Son tres ciudadanos públicos, reconocidos, que bien pueden darse un café de amistad y reflexión, aunque es lógico también que genere curiosidad y hasta un shock adrenalitico el encuentro de semejantes potencias.
Obvio que no se sabe que pueden haber hablado adentro, pero quien podría negar que los pobres senadores hayan planteados los que le toca sufrir desde que La Unión se convirtió al kirchnerismo, que ya no los escucha; y que para colmo de males, cada dos por los castiga con algún informe especial. Antes eso no pasaba.
Tampoco debe haber faltado en la charla el pedido de informe que preparan los senadores radicales, sobre los fondos que recibió el Poder Ejecutivo proveniente del impuesto a las casinos, números que ellos conocen bien, pero que desconocen el destino que tuvieron desde diciembre pasado a la fecha; por eso solo quieren saber ese periodo (para atrás a quien le puede importar).
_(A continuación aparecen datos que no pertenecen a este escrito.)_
use std::path::Path;

use fastvlm_ort::{SessionIo, TensorInfo};
use tracing::{debug, info};

use crate::config::{
    DEFAULT_IMAGE_CHANNELS, ImageSize, ModelConfig, load_preprocessor_image_size,
};

pub const PIXEL_VALUES: &str = "pixel_values";
pub const IMAGE_FEATURES: &str = "image_features";
pub const INPUT_IDS: &str = "input_ids";
pub const INPUTS_EMBEDS: &str = "inputs_embeds";
pub const LAST_HIDDEN_STATE: &str = "last_hidden_state";
pub const LOGITS: &str = "logits";

/// Vision encoder input geometry: `[1, channels, height, width]`.
#[derive(Debug, Clone, Copy, PartialEq, Eq)]
pub struct VisionInput {
    pub channels: usize,
    pub size: ImageSize,
}

impl Default for VisionInput {
    fn default() -> Self {
        Self {
            channels: DEFAULT_IMAGE_CHANNELS,
            size: ImageSize::default(),
        }
    }
}

impl VisionInput {
    pub fn shape(&self) -> [i64; 4] {
        [
            1,
            self.channels as i64,
            self.size.height as i64,
            self.size.width as i64,
        ]
    }

    pub fn element_count(&self) -> usize {
        self.channels * self.size.height * self.size.width
    }
}

/// Facts read from the declared inputs and outputs of the loaded sessions.
///
/// Everything here is advisory; unknown values stay `None`.
#[derive(Debug, Clone, Default, PartialEq, Eq)]
pub struct ModelMetadata {
    pub channels: Option<usize>,
    pub image_size: Option<ImageSize>,
    pub hidden_size: Option<usize>,
}

fn positive_dim(dim: i64) -> Option<usize> {
    usize::try_from(dim).ok().filter(|&d| d > 0)
}

impl ModelMetadata {
    /// Reads channel count and resolution from `pixel_values` `[b, c, h, w]`.
    pub fn observe_vision_encoder(&mut self, io: &SessionIo) {
        let Some(pixels) = find(&io.inputs, PIXEL_VALUES) else {
            debug!("vision encoder declares no pixel_values input");
            return;
        };
        let [_, channels, height, width] = pixels.dims[..] else {
            debug!(dims = ?pixels.dims, "pixel_values is not rank 4");
            return;
        };
        if let Some(channels) = positive_dim(channels) {
            self.channels = Some(channels);
        }
        match (positive_dim(height), positive_dim(width)) {
            (Some(height), Some(width)) => {
                info!(height, width, "vision input resolution fixed by the model");
                self.image_size = Some(ImageSize { height, width });
            }
            _ => debug!(height, width, "vision input resolution is dynamic"),
        }
    }

    /// Reads the hidden size from the third dimension of the embedder output.
    pub fn observe_embed_tokens(&mut self, io: &SessionIo) {
        let output = find(&io.outputs, LAST_HIDDEN_STATE).or_else(|| find(&io.outputs, INPUTS_EMBEDS));
        let Some(output) = output else {
            return;
        };
        if let Some(hidden) = output.dims.get(2).copied().and_then(positive_dim) {
            info!(hidden, output = %output.name, "hidden size declared by the embedder");
            self.hidden_size = Some(hidden);
        }
    }

    /// Geometry for the vision encoder input.
    ///
    /// A static model resolution wins, then `preprocessor_config.json`, then the
    /// 336x336 default.
    pub fn vision_input(&self, model_dir: &Path) -> VisionInput {
        let size = self
            .image_size
            .or_else(|| load_preprocessor_image_size(model_dir))
            .unwrap_or_default();
        VisionInput {
            channels: self.channels.unwrap_or(DEFAULT_IMAGE_CHANNELS),
            size,
        }
    }

    /// Applies the discovered hidden size under any explicit config values.
    pub fn apply_to(&self, config: &mut ModelConfig) {
        if let Some(hidden) = self.hidden_size {
            config.hidden_size = hidden;
        }
    }
}

fn find<'a>(infos: &'a [TensorInfo], name: &str) -> Option<&'a TensorInfo> {
    infos.iter().find(|info| info.name == name)
}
Por supuesto, nosotros, como cualquiera de los que vieron anoche la simpática escena en la vereda de calle Sarmiento no tenemos derecho a las especulaciones, solo que como bien enseña Zitelli en su editoriales, también tenemos derecho a no renunciar al criterio propio; o qué, ¿hay que abstenerse de preguntar, de interrogarse, de plantear dudas?